• Fusobacterium nucleatum;
  • growth;
  • metabolism;
  • continuous culture

Fusobacterium nucleatum ATCC 10953, a type strain of one of the newly proposed subspecies of this group of organisms, was grown anaerobically in continuous culture in a chemically defined medium. Its response to conditions of varying pH, nutritional environment, and imposed growth rate were then examined. The organism failed to grow at pH 7.8 but grew at pH 5.8, although the cell yield was greatly reduced. At pH 6.8 the cell yield was halved and less than 50% of available glucose was consumed. The optimum growth pH was around 7.4 when the culture appeared to be limited for both glucose and the amino acids glutamate, histidine and serine. Some intracellular polyglucose (IP) was produced and acetate, butyrate and ammonia were the major fermentation end-products, as they were under all growth conditions tested.

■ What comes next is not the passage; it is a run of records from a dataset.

//! Live-socket tests for the streaming HTTP server

use std::io::{Read, Write};
use std::net::TcpStream;
use std::sync::atomic::{AtomicU32, Ordering};
use std::sync::Arc;
use std::time::{Duration, Instant};

use argon_core::server::{Config, HttpServer};
use argon_core::ConnectionId;
use parking_lot::Mutex;

type ServerSlot = Arc<Mutex<Option<Arc<HttpServer>>>>;

/// Server whose handler routes `/page` (finite body), `/s` (stream) and
/// rejects everything else
fn start_server() -> (Arc<HttpServer>, Arc<AtomicU32>) {
    let slot: ServerSlot = Arc::new(Mutex::new(None));
    let stream_conn = Arc::new(AtomicU32::new(0));

    let handler_slot = slot.clone();
    let handler_conn = stream_conn.clone();
    let server = Arc::new(
        HttpServer::new(
            Config::default(),
            Box::new(move |id, url, headers| match url {
                "/page" => {
                    headers.push(("Content-Type".into(), "text/html".into()));
                    if let Some(server) = handler_slot.lock().clone() {
                        server.push_data(id, b"<html>hi</html>");
                    }
                    200
                }
                "/s" => {
                    headers.push(("Content-Type".into(), "video/mp4".into()));
                    headers.push(("Accept-Ranges".into(), "none".into()));
                    handler_conn.store(id, Ordering::SeqCst);
                    200
                }
                _ => 404,
            }),
            None,
        )
        .unwrap(),
    );

    *slot.lock() = Some(server.clone());
    (server, stream_conn)
}

fn connect(server: &HttpServer) -> TcpStream {
    let stream = TcpStream::connect(("127.0.0.1", server.port())).unwrap();
    stream
        .set_read_timeout(Some(Duration::from_secs(2)))
        .unwrap();
    stream
}

fn request(stream: &mut TcpStream, line: &str) {
    stream
        .write_all(format!("{line}\r\nHost: test\r\n\r\n").as_bytes())
        .unwrap();
}

/// Read until the connection closes
fn read_all(stream: &mut TcpStream) -> Vec<u8> {
    let mut data = Vec::new();
    let _ = stream.read_to_end(&mut data);
    data
}

/// Read until `needle` was seen or the timeout expires
fn read_until(stream: &mut TcpStream, needle: &[u8], timeout: Duration) -> Vec<u8> {
    let deadline = Instant::now() + timeout;
    let mut data = Vec::new();
    let mut chunk = [0u8; 4096];
    while Instant::now() < deadline {
        match stream.read(&mut chunk) {
            Ok(0) => break,
            Ok(n) => {
                data.extend_from_slice(&chunk[..n]);
                if data
                    .windows(needle.len())
                    .any(|w| w == needle)
                {
                    break;
                }
            }
            Err(_) => break,
        }
    }
    data
}

/// Wait for the stream handler to record its connection id
fn wait_for_conn(conn: &AtomicU32) -> ConnectionId {
    let deadline = Instant::now() + Duration::from_secs(2);
    loop {
        let id = conn.load(Ordering::SeqCst);
        if id != 0 {
            return id;
        }
        assert!(Instant::now() < deadline, "stream handler never ran");
        std::thread::sleep(Duration::from_millis(5));
    }
}

#[test]
fn test_finite_response_with_content_length() {
    let (server, _) = start_server();

    let mut client = connect(&server);
    request(&mut client, "GET /page HTTP/1.1");
    let response = String::from_utf8_lossy(&read_all(&mut client)).into_owned();

    assert!(response.starts_with("HTTP/1.1 200 OK"));
    assert!(response.contains("Content-Type: text/html"));
    assert!(response.contains("Content-Length: 15"));
    assert!(response.ends_with("<html>hi</html>"));
}

#[test]
fn test_unknown_path_rejected() {
    let (server, _) = start_server();

    let mut client = connect(&server);
    request(&mut client, "GET /nope HTTP/1.1");
    let response = String::from_utf8_lossy(&read_all(&mut client)).into_owned();

    assert!(response.starts_with("HTTP/1.1 404"));
}

#[test]
fn test_non_get_method_rejected() {
    let (server, _) = start_server();

    let mut client = connect(&server);
    request(&mut client, "POST /page HTTP/1.1");
    let response = String::from_utf8_lossy(&read_all(&mut client)).into_owned();

    assert!(response.starts_with("HTTP/1.1 405"));
}

/// Pushed bytes reach the client byte-for-byte in push order
#[test]
fn test_stream_bytes_arrive_in_order() {
    let (server, stream_conn) = start_server();

    let mut client = connect(&server);
    request(&mut client, "GET /s HTTP/1.1");
    let id = wait_for_conn(&stream_conn);

    let mut pushed = Vec::new();
    for round in 0u8..20 {
        let chunk: Vec<u8> = (0..64).map(|i| round.wrapping_add(i)).collect();
        assert_eq!(server.push_data(id, &chunk), Some(chunk.len()));
        pushed.extend_from_slice(&chunk);
    }

    let tail: Vec<u8> = pushed[pushed.len() - 4..].to_vec();
    let response = read_until(&mut client, &tail, Duration::from_secs(3));

    let header_end = response
        .windows(4)
        .position(|w| w == b"\r\n\r\n")
        .expect("response headers")
        + 4;
    let head = String::from_utf8_lossy(&response[..header_end]);
    assert!(head.contains("Content-Type: video/mp4"));
    assert!(head.contains("Accept-Ranges: none"));
    assert!(!head.contains("Content-Length"));

    let body = &response[header_end..];
    assert_eq!(body, &pushed[..body.len()]);
    assert_eq!(body.len(), pushed.len());
}

#[test]
fn test_query_value() {
    let (server, stream_conn) = start_server();

    let mut client = connect(&server);
    request(
        &mut client,
        "GET /s?stream-format=mp3&audio-volume=2.5 HTTP/1.1",
    );
    let id = wait_for_conn(&stream_conn);

    assert_eq!(
        server.query_value(id, "stream-format"),
        Some("mp3".to_string())
    );
    assert_eq!(server.query_value(id, "audio-volume"), Some("2.5".to_string()));
    assert_eq!(server.query_value(id, "video-source"), None);
}

/// After drop_connection the client sees EOF and push_data yields None
#[test]
fn test_drop_connection() {
    let (server, stream_conn) = start_server();

    let mut client = connect(&server);
    request(&mut client, "GET /s HTTP/1.1");
    let id = wait_for_conn(&stream_conn);

    server.push_data(id, b"data").unwrap();
    server.drop_connection(id);

    // reader drains whatever was in flight, then hits EOF
    let _ = read_all(&mut client);

    let deadline = Instant::now() + Duration::from_secs(2);
    loop {
        if server.push_data(id, b"more").is_none() {
            break;
        }
        assert!(Instant::now() < deadline, "push_data kept succeeding");
        std::thread::sleep(Duration::from_millis(10));
    }
}

#[test]
fn test_connection_ids_are_monotonic() {
    let (server, stream_conn) = start_server();

    let mut first = connect(&server);
    request(&mut first, "GET /s HTTP/1.1");
    let id1 = wait_for_conn(&stream_conn);

    stream_conn.store(0, Ordering::SeqCst);
    let mut second = connect(&server);
    request(&mut second, "GET /s HTTP/1.1");
    let id2 = wait_for_conn(&stream_conn);

    assert!(id2 > id1);
}

/// A connection that never receives data is reaped after the suspend
/// window
#[test]
#[ignore = "waits out the 5 s ghost window"]
fn test_ghost_connection_reaped() {
    let (server, stream_conn) = start_server();

    let mut client = connect(&server);
    request(&mut client, "GET /s HTTP/1.1");
    let id = wait_for_conn(&stream_conn);

    // no pushes: the connection suspends and the reaper removes it
    std::thread::sleep(Duration::from_secs(7));

    assert_eq!(server.push_data(id, b"late"), None);
    let _ = client.read(&mut [0u8; 16]);
}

Increasing the available glucose or amino acids did not alter cell numbers but the amount of IP was greatly increased. When glucose was omitted from the medium, the cell yield was halved and the culture then became limited for lysine as well as for glutamate, histidine and serine. Growth rate had little overall effect on the organism's physiology and the maximum growth rate at pH 7.4 was 0.20 h−1, a doubling time of 3.5 h. Glucose was thus channelled into stable IP synthesis only when the growth limitation imposed by lack of fermentable amino acids was relieved. The metabolism of IP and the ability to obtain carbon and energy from a variety of substrates may explain why F. nucleatum is one of the most commonly detected organisms in subgingival dental plaque.